12apr26 V.13 this will be evolving regularly. If you want to engage in the debate please post comments on my Twitter account @wpoel


"advertising is super highway robbery" invokes the now little used expression "super highway", derived from the term "information super highway" that marked a point at which the internet took off to become the predominant medium of information exchange across the planet. (Remember Al Gore anyone? He used his box seat to make a fortune from climate hoaxing when scaring us all about drowning polar bears.

But anyway, we really need to fix the advertising industry and make it less of an unwanted intruder in our lives. 

Starting with the fundamentals: all media exists to connect advertisers with audiences - and in the case of TV especially, it exists to connect eager sellers to indifferent buyers frequently through the device of creating fantasy scenarios that suggest a certain product or service will provide unrealistic benefits in the lives of purchasers. 

A vast and complex industry is built around this simple proposition which employs considerable psychology to try and influence - and now requires extensive regulation to avoid abuse by unscrupulous marketing companies.

The ability to select audience by specificinterest and other increasingly granular profiling has changed the game immeasurably from one that was only able to select audience based on time of day and surrounding context, to one where the advert tracking industry knows your shoe size and where you last bought your lunch. Moreover, it is well aware of what you would like to buy next - possibly even before you do. It certainly knows far more about your current psychological profile then your parents. 

There was once an interesting proposition that shoe size and type plus top 5 music track choice wsa a complete demographic profile. Think about it!  

The TV advertising industry uses tactics to interrupt and disrupt that alienate many who resent that their attention is hijacked against their will and sold to advertisers, mostly for ads that are insane and repetitive.

With rare exceptions all analysis of TV advertising shows that viewers would far rather switch away and not watch it where there is an option to do so. In fact, they will begrudgingly pay to opt out, hence subscription TV.

The video recorder was eagerly used by viewers to time-offset so that commercials can be skipped. Broadcasters and advertisers really hate this evidence that their profession is not just worthless, but actively despised as far as the audience is concerned.

And when online streaming began to replace video recorders, the first thing that "they" did was to prevent viewers from skipping ad breaks. Again proving that adverts are reviled.

On a TV service like Freeview, the broadcasters synchronise the timing of advert breaks so that viewers can't switch to avoid commercial breaks.

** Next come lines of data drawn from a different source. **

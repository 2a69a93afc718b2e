//! Shared utilities for agri-assist
//!
//! This crate provides common functionality used across the workspace,
//! including logging setup and application-level configuration.

pub mod config;
pub mod logging;

pub use config::{AppConfig, ConfigError};
pub use logging::{init_tracing, init_tracing_with};
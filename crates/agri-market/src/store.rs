//! Display-side price store
//!
//! [`PriceSink`] is the narrow interface the feed writes through; the
//! application decides where the prices end up. [`MarketStore`] is an
//! in-memory implementation mirroring the market slice of the app state.

use crate::record::{MarketSnapshot, NormalizedPriceRecord};
use async_trait::async_trait;
use chrono::{DateTime, Utc};
use serde::Serialize;
use std::sync::Arc;
use tokio::sync::RwLock;

/// Receiver of fetch results
#[async_trait]
pub trait PriceSink: Send + Sync {
    /// Replace the current prices wholesale
    async fn set_prices(&self, snapshot: MarketSnapshot);

    /// Mark a fetch as running or finished
    async fn set_loading(&self, loading: bool);
}

/// Market slice state
#[derive(Debug, Clone, Default, PartialEq, Serialize)]
pub struct MarketState {
    pub prices: Vec<NormalizedPriceRecord>,
    pub loading: bool,
    pub last_updated: Option<DateTime<Utc>>,
    pub error: Option<String>,
}

/// Shared in-memory market state
#[derive(Debug, Clone, Default)]
pub struct MarketStore {
    state: Arc<RwLock<MarketState>>,
}

impl MarketStore {
    pub fn new() -> Self {
        Self::default()
    }

    /// Copy of the current state
    pub async fn snapshot(&self) -> MarketState {
        self.state.read().await.clone()
    }
}

#[async_trait]
impl PriceSink for MarketStore {
    async fn set_prices(&self, snapshot: MarketSnapshot) {
        let mut state = self.state.write().await;
        state.prices = snapshot.records;
        state.last_updated = snapshot.last_updated;
        state.error = snapshot.error;
    }

    async fn set_loading(&self, loading: bool) {
        self.state.write().await.loading = loading;
    }
}
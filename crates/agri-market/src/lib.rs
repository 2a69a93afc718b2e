//! Market price pipeline for agri-assist
//!
//! Fetches mandi price records for a district and normalizes them so every
//! record carries one comparable price in currency per kilogram.
//!
//! - Alias-based field extraction over heterogeneous provider columns
//! - Tolerant numeric and date parsing
//! - Unit normalization (kg, 100 kg, quintal, tonne, guessed)
//! - Price selection (modal, min/max mean, min)
//! - data.gov.in client with request rate limiting
//! - A price store and a feed that publishes fetch results to it
//!
//! # Example
//!
//! ```rust,ignore
//! use agri_market::{MarketConfig, PriceNormalizer};
//!
//! #[tokio::main]
//! async fn main() -> anyhow::Result<()> {
//!     let normalizer = PriceNormalizer::from_config(MarketConfig::from_env())?;
//!     let snapshot = normalizer.fetch_and_normalize("Salem").await;
//!     for record in &snapshot.records {
//!         println!("{}: {:?}/kg", record.commodity, record.price_per_kg);
//!     }
//!     Ok(())
//! }
//! ```

pub mod api;
pub mod config;
pub mod error;
pub mod feed;
pub mod fields;
pub mod normalizer;
pub mod parse;
pub mod record;
pub mod store;
pub mod units;

pub use api::DataGovClient;
pub use config::{MarketConfig, MarketConfigBuilder};
pub use error::{MarketError, Result};
pub use feed::MarketFeed;
pub use fields::{Field, RawPriceRecord};
pub use normalizer::{PriceNormalizer, normalize_record, normalize_records};
pub use record::{MarketSnapshot, NormalizedPriceRecord};
pub use store::{MarketState, MarketStore, PriceSink};
pub use units::{PerKg, UnitRule, to_per_kg};
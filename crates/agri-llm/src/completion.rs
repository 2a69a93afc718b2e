//! Generation request and response types

use serde::{Deserialize, Serialize};
use serde_json::Value;

/// Request body for the `:generate` method
#[derive(Debug, Clone, PartialEq, Serialize, Deserialize)]
#[serde(rename_all = "camelCase")]
pub struct GenerateRequest {
    pub prompt: Prompt,

    /// Sampling temperature (0.0-1.0)
    pub temperature: f64,

    /// Maximum tokens to generate
    pub max_output_tokens: u32,
}

/// Text prompt wrapper
#[derive(Debug, Clone, PartialEq, Serialize, Deserialize)]
pub struct Prompt {
    pub text: String,
}

impl GenerateRequest {
    pub fn new(text: impl Into<String>, temperature: f64, max_output_tokens: u32) -> Self {
        Self {
            prompt: Prompt { text: text.into() },
            temperature,
            max_output_tokens,
        }
    }
}

/// Pull the answer text out of a successful response body
///
/// Shapes are tried in order:
///
/// 1. `candidates`: text of the first candidate, or that candidate as JSON
///    when it carries no text
/// 2. `output`: text of every entry joined by newlines, or the array as JSON
///    when the join is empty
/// 3. anything else: the whole body as JSON
///
/// Entry text is the concatenation of `content[].text`, or of
/// `content.parts[].text` for the newer response shape.
pub fn extract_text(body: &Value) -> String {
    if let Some(first) = non_empty_array(body, "candidates").and_then(|c| c.first()) {
        let text = entry_text(first);
        return if text.is_empty() { first.to_string() } else { text };
    }

    if let Some(outputs) = non_empty_array(body, "output") {
        let text = outputs.iter().map(entry_text).collect::<Vec<_>>().join("\n");
        return if text.is_empty() {
            Value::Array(outputs.clone()).to_string()
        } else {
            text
        };
    }

    body.to_string()
}

fn non_empty_array<'a>(body: &'a Value, key: &str) -> Option<&'a Vec<Value>> {
    body.get(key)
        .and_then(Value::as_array)
        .filter(|items| !items.is_empty())
}

fn entry_text(entry: &Value) -> String {
    let parts = match entry.get("content") {
        Some(Value::Array(parts)) => parts,
        Some(content) => match content.get("parts").and_then(Value::as_array) {
            Some(parts) => parts,
            None => return String::new(),
        },
        None => return String::new(),
    };

    parts
        .iter()
        .filter_map(|part| part.get("text").and_then(Value::as_str))
        .collect()
}
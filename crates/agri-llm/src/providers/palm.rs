//! Generative Language (text-bison) provider
//!
//! Implements [`TextProvider`] over the `:generate` method, walking every
//! configured (API version, model) pair in order until one answers.

use crate::completion::{GenerateRequest, extract_text};
use crate::{AssistantConfig, Credential, EndpointCandidate, Generation, LlmError, Result, TextProvider};
use agri_core::{HttpRequest, HttpTransport, ReqwestTransport, first_success};
use async_trait::async_trait;
use serde_json::Value;
use std::sync::Arc;
use tracing::{debug, info, instrument};

/// Provider for Google's Generative Language API
pub struct PalmProvider {
    transport: Arc<dyn HttpTransport>,
    config: AssistantConfig,
    credential: Credential,
    endpoints: Vec<EndpointCandidate>,
}

impl PalmProvider {
    /// Create a provider that sends requests through `transport`
    ///
    /// Fails with [`LlmError::NotConfigured`] when the config has no
    /// credential.
    pub fn new(config: AssistantConfig, transport: Arc<dyn HttpTransport>) -> Result<Self> {
        config.validate()?;

        let credential = config
            .api_key
            .as_deref()
            .map(Credential::from_raw)
            .ok_or(LlmError::NotConfigured)?;

        let endpoints = EndpointCandidate::cross_product(&config.api_versions, &config.models);

        Ok(Self {
            transport,
            config,
            credential,
            endpoints,
        })
    }

    /// Create a provider backed by a reqwest client
    pub fn from_config(config: AssistantConfig) -> Result<Self> {
        let transport = ReqwestTransport::new(config.timeout)?;
        Self::new(config, Arc::new(transport))
    }

    /// Endpoints in the order they are tried
    pub fn endpoints(&self) -> &[EndpointCandidate] {
        &self.endpoints
    }

    fn build_request(&self, endpoint: &EndpointCandidate, prompt: &str) -> Result<HttpRequest> {
        let payload = GenerateRequest::new(
            prompt,
            self.config.temperature,
            self.config.max_output_tokens,
        );
        let body = serde_json::to_value(&payload).map_err(agri_core::Error::from)?;

        let (url, authorization) = self
            .credential
            .authorize(&endpoint.url(&self.config.api_base))?;

        let mut request = HttpRequest::post_json(url, body);
        if let Some(value) = authorization {
            request = request.header("Authorization", value);
        }
        Ok(request)
    }

    async fn try_endpoint(&self, endpoint: &EndpointCandidate, prompt: &str) -> Result<String> {
        let request = self.build_request(endpoint, prompt)?;
        let response = self.transport.send(request).await?;

        if !response.is_success() {
            return Err(match response.status {
                401 | 403 => LlmError::AuthenticationFailed,
                429 => LlmError::RateLimitExceeded(response.body),
                404 => LlmError::ModelNotFound(endpoint.model.clone()),
                status => LlmError::RequestFailed(format!("HTTP {status}")),
            });
        }

        let body: Value = response.json().map_err(|e| {
            LlmError::UnexpectedResponse(format!("Failed to parse response: {e}"))
        })?;

        Ok(extract_text(&body))
    }
}

#[async_trait]
impl TextProvider for PalmProvider {
    #[instrument(skip(self, prompt), fields(endpoints = self.endpoints.len()))]
    async fn generate(&self, prompt: &str) -> Result<Generation> {
        debug!("Sending prompt to generation endpoints");

        let outcome = first_success("generate", &self.endpoints, |endpoint| {
            self.try_endpoint(endpoint, prompt)
        })
        .await;

        match outcome {
            Ok(success) => {
                let endpoint = self.endpoints[success.index].clone();
                info!("Answered by endpoint {}", endpoint);
                Ok(Generation {
                    text: success.value,
                    endpoint,
                })
            }
            Err(exhausted) => Err(LlmError::AllEndpointsFailed {
                attempts: exhausted.attempts(),
            }),
        }
    }

    fn name(&self) -> &str {
        "generative-language"
    }
}

#[cfg(test)]
mod tests {
    use super::*;
    use agri_core::HttpResponse;
    use mockall::{Sequence, mock};
    use serde_json::json;

    mock! {
        pub Transport {}

        #[async_trait]
        impl HttpTransport for Transport {
            async fn send(&self, request: HttpRequest) -> agri_core::Result<HttpResponse>;
        }
    }

    const BASE: &str = "https://example.test";

    fn config(key: &str) -> AssistantConfig {
        AssistantConfig::builder()
            .api_key(key)
            .api_base(BASE)
            .build()
            .unwrap()
    }

    #[test]
    fn test_requires_credential() {
        let result = PalmProvider::new(AssistantConfig::default(), Arc::new(MockTransport::new()));
        assert!(matches!(result, Err(LlmError::NotConfigured)));
    }

    #[test]
    fn test_provider_creation() {
        let provider = PalmProvider::from_config(config("AIzaKey")).unwrap();
        assert_eq!(provider.name(), "generative-language");
        assert_eq!(provider.endpoints().len(), 4);
    }

    #[test]
    fn test_request_body_and_key_param() {
        let provider = PalmProvider::new(config("AIzaKey"), Arc::new(MockTransport::new())).unwrap();
        let request = provider
            .build_request(&provider.endpoints()[0], "rice yield")
            .unwrap();

        assert_eq!(
            request.url,
            "https://example.test/v1beta2/models/text-bison-001:generate?key=AIzaKey"
        );
        assert!(request.header_value("Authorization").is_none());
        assert_eq!(request.header_value("Content-Type"), Some("application/json"));
        assert_eq!(
            request.body,
            Some(json!({
                "prompt": {"text": "rice yield"},
                "temperature": 0.2,
                "maxOutputTokens": 512
            }))
        );
    }

    #[tokio::test]
    async fn test_falls_through_to_last_endpoint() {
        let mut transport = MockTransport::new();
        let mut seq = Sequence::new();

        let failing = [
            "https://example.test/v1beta2/models/text-bison-001:generate?key=AIzaKey",
            "https://example.test/v1beta2/models/text-bison-001:generate?key=AIzaKey",
            "https://example.test/v1/models/text-bison-001:generate?key=AIzaKey",
        ];
        for url in failing {
            transport
                .expect_send()
                .withf(move |r| r.url == url)
                .times(1)
                .in_sequence(&mut seq)
                .returning(|_| Ok(HttpResponse::new(500, "internal")));
        }
        transport
            .expect_send()
            .withf(|r| r.url == "https://example.test/v1/models/text-bison-001:generate?key=AIzaKey")
            .times(1)
            .in_sequence(&mut seq)
            .returning(|_| {
                Ok(HttpResponse::new(
                    200,
                    r#"{"candidates":[{"content":[{"text":"ok"}]}]}"#,
                ))
            });

        let provider = PalmProvider::new(config("AIzaKey"), Arc::new(transport)).unwrap();
        let generation = provider.generate("rice yield").await.unwrap();

        assert_eq!(generation.text, "ok");
        assert_eq!(
            generation.endpoint,
            EndpointCandidate::new("v1", "models/text-bison-001")
        );
    }

    #[tokio::test]
    async fn test_transport_and_parse_errors_are_skipped() {
        let mut transport = MockTransport::new();
        let mut seq = Sequence::new();

        transport
            .expect_send()
            .times(1)
            .in_sequence(&mut seq)
            .returning(|_| Err(agri_core::Error::Generic("connection refused".to_string())));
        transport
            .expect_send()
            .times(1)
            .in_sequence(&mut seq)
            .returning(|_| Ok(HttpResponse::new(200, "<html>not json</html>")));
        transport
            .expect_send()
            .times(1)
            .in_sequence(&mut seq)
            .returning(|_| Ok(HttpResponse::new(200, r#"{"output":[{"content":[{"text":"third"}]}]}"#)));

        let provider = PalmProvider::new(config("AIzaKey"), Arc::new(transport)).unwrap();
        let generation = provider.generate("wheat").await.unwrap();

        assert_eq!(generation.text, "third");
        assert_eq!(generation.endpoint, EndpointCandidate::new("v1", "text-bison-001"));
    }

    #[tokio::test]
    async fn test_all_endpoints_fail() {
        let mut transport = MockTransport::new();
        transport
            .expect_send()
            .times(4)
            .returning(|_| Ok(HttpResponse::new(404, "not found")));

        let provider = PalmProvider::new(config("AIzaKey"), Arc::new(transport)).unwrap();
        let result = provider.generate("maize").await;

        assert!(matches!(result, Err(LlmError::AllEndpointsFailed { attempts: 4 })));
    }

    #[tokio::test]
    async fn test_bearer_token_header() {
        let mut transport = MockTransport::new();
        transport
            .expect_send()
            .withf(|r| {
                r.url == "https://example.test/v1beta2/models/text-bison-001:generate"
                    && r.header_value("Authorization") == Some("Bearer oauth-token")
            })
            .times(1)
            .returning(|_| Ok(HttpResponse::new(200, r#"{"candidates":[{"content":[{"text":"hi"}]}]}"#)));

        let provider = PalmProvider::new(config("oauth-token"), Arc::new(transport)).unwrap();
        assert_eq!(provider.generate("paddy").await.unwrap().text, "hi");
    }

    #[tokio::test]
    async fn test_reconfigured_lists_limit_attempts() {
        let mut transport = MockTransport::new();
        transport
            .expect_send()
            .times(1)
            .returning(|_| Ok(HttpResponse::new(503, "")));

        let config = AssistantConfig::builder()
            .api_key("AIzaKey")
            .api_base(BASE)
            .api_versions(["v1"])
            .models(["text-bison-001"])
            .build()
            .unwrap();

        let provider = PalmProvider::new(config, Arc::new(transport)).unwrap();
        let result = provider.generate("crop").await;
        assert!(matches!(result, Err(LlmError::AllEndpointsFailed { attempts: 1 })));
    }
}
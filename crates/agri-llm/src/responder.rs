//! Keyword responders
//!
//! Two separate tables answer without any network call. [`LOCAL_RESPONSES`]
//! handles queries classified as local; [`REMOTE_FALLBACK_RESPONSES`] answers
//! remote queries once every endpoint has failed. They overlap in topics but
//! not in wording.

/// Returned for every query when no credential is configured
pub const NOT_CONFIGURED: &str = "AI key not configured.";

/// Keywords for each topic (matched against the lower-cased query)
mod keywords {
    pub const CROP: &[&str] = &["crop"];
    pub const DISEASE: &[&str] = &["disease", "pest"];
    pub const MARKET: &[&str] = &["price", "market"];
    pub const WEATHER: &[&str] = &["weather", "rain"];
    pub const PROFIT: &[&str] = &["profit", "cost"];
}

/// Ordered keyword-to-answer rules with a default
#[derive(Debug)]
pub struct KeywordTable {
    rules: &'static [(&'static [&'static str], &'static str)],
    default: &'static str,
}

impl KeywordTable {
    /// Answer for `query`: the first rule with a matching keyword, else the default
    pub fn respond(&self, query: &str) -> &'static str {
        let query = query.to_lowercase();
        self.rules
            .iter()
            .find(|(keywords, _)| keywords.iter().any(|kw| query.contains(kw)))
            .map_or(self.default, |(_, answer)| *answer)
    }

    /// Answer given when nothing matches
    pub fn default_answer(&self) -> &'static str {
        self.default
    }
}

/// Answers for queries that never go remote
pub static LOCAL_RESPONSES: KeywordTable = KeywordTable {
    rules: &[
        (
            keywords::CROP,
            "For optimal crop growth, ensure proper soil nutrients (NPK balance), adequate water supply, and good pest management practices.",
        ),
        (
            keywords::MARKET,
            "Check the Market Prices tab for the latest crop prices and trends in your area.",
        ),
        (
            keywords::DISEASE,
            "Use the Disease Detection feature to upload an image of the affected plant, and I will help you identify and treat it.",
        ),
        (
            keywords::PROFIT,
            "Navigate to the Profit & Loss Analysis tab to calculate your farming costs and expected returns.",
        ),
    ],
    default: "I understand your question about farming. Could you provide more specific details? I can help with crop selection, disease detection, market prices, and profitability analysis.",
};

/// Answers for remote queries after every endpoint failed
pub static REMOTE_FALLBACK_RESPONSES: KeywordTable = KeywordTable {
    rules: &[
        (
            keywords::CROP,
            "For crops, maintain NPK balance, regular irrigation, and pest monitoring.",
        ),
        (
            keywords::DISEASE,
            "Try identifying the disease: upload clear images in Disease Detection; meanwhile remove affected leaves and apply recommended fungicide.",
        ),
        (
            keywords::MARKET,
            "Open Market Prices tab for latest rates; prices vary by region and grade.",
        ),
        (
            keywords::WEATHER,
            "Check the Weather tab for 7-day forecast and prepare irrigation accordingly.",
        ),
    ],
    default: "I can help with crop selection, disease detection, market prices and profitability; please provide more details.",
};

#[cfg(test)]
mod tests {
    use super::*;

    #[test]
    fn test_local_table() {
        assert!(LOCAL_RESPONSES.respond("Best CROP for clay soil").starts_with("For optimal crop growth"));
        assert!(LOCAL_RESPONSES.respond("market trends").starts_with("Check the Market Prices tab"));
        assert!(LOCAL_RESPONSES.respond("what about pest control").starts_with("Use the Disease Detection feature"));
        assert!(LOCAL_RESPONSES.respond("input cost").starts_with("Navigate to the Profit & Loss"));
        assert_eq!(LOCAL_RESPONSES.respond("hello"), LOCAL_RESPONSES.default_answer());
    }

    #[test]
    fn test_local_table_priority() {
        // crop is checked before pest
        assert!(LOCAL_RESPONSES.respond("crop pest").starts_with("For optimal crop growth"));
        // price is checked before disease
        assert!(LOCAL_RESPONSES.respond("disease price").starts_with("Check the Market Prices tab"));
    }

    #[test]
    fn test_fallback_table() {
        assert!(REMOTE_FALLBACK_RESPONSES.respond("rice pest control").starts_with("Try identifying the disease"));
        assert!(REMOTE_FALLBACK_RESPONSES.respond("wheat market price").starts_with("Open Market Prices tab"));
        assert!(REMOTE_FALLBACK_RESPONSES.respond("Will it RAIN on my paddy").starts_with("Check the Weather tab"));
        assert!(REMOTE_FALLBACK_RESPONSES.respond("crop rotation").starts_with("For crops, maintain"));
        assert_eq!(
            REMOTE_FALLBACK_RESPONSES.respond("maize"),
            REMOTE_FALLBACK_RESPONSES.default_answer()
        );
    }

    #[test]
    fn test_tables_are_distinct() {
        assert_ne!(LOCAL_RESPONSES.respond("crop"), REMOTE_FALLBACK_RESPONSES.respond("crop"));
        assert_ne!(LOCAL_RESPONSES.default_answer(), REMOTE_FALLBACK_RESPONSES.default_answer());
    }

    #[test]
    fn test_empty_query() {
        assert_eq!(LOCAL_RESPONSES.respond(""), LOCAL_RESPONSES.default_answer());
        assert_eq!(REMOTE_FALLBACK_RESPONSES.respond(""), REMOTE_FALLBACK_RESPONSES.default_answer());
    }
}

TV advertising seems fundamentally broken in terms of customer satisfaction, yet such is the delusion of the marketing industry that it has always managed to kid itself that people enjoy watching commercials. 
No they don't!

Somebody once observed that of all human endeavours, chess and advertising consumed the most concentrated intellectual energy to achieve the least practical outcomes. 

They were correct! And this means that the brainwashing power of adverising is channeled to fund content when the audience hates it? It's likely that we will be getting progressively subscription weary as economies tank. There has to be a better way to try and bring eager vendors together with eager consumers.

Much advertising walks the tightrope between downright misrepresentation and subtle coercion. Broadcasting and advertising watchdogs attempt to referee the situation to avoid the worse excesses, such as the deployment of specific subliminal persuasion. 

There is a wonderful opportunity for the first person that can crack the conundrum and make advertising welcome - and no longer just an unwanted intruder that steals our attention when we would rather be watching interesting and informative "content" especially when we are paying for it - not the 10th rerun of a tedious commecial.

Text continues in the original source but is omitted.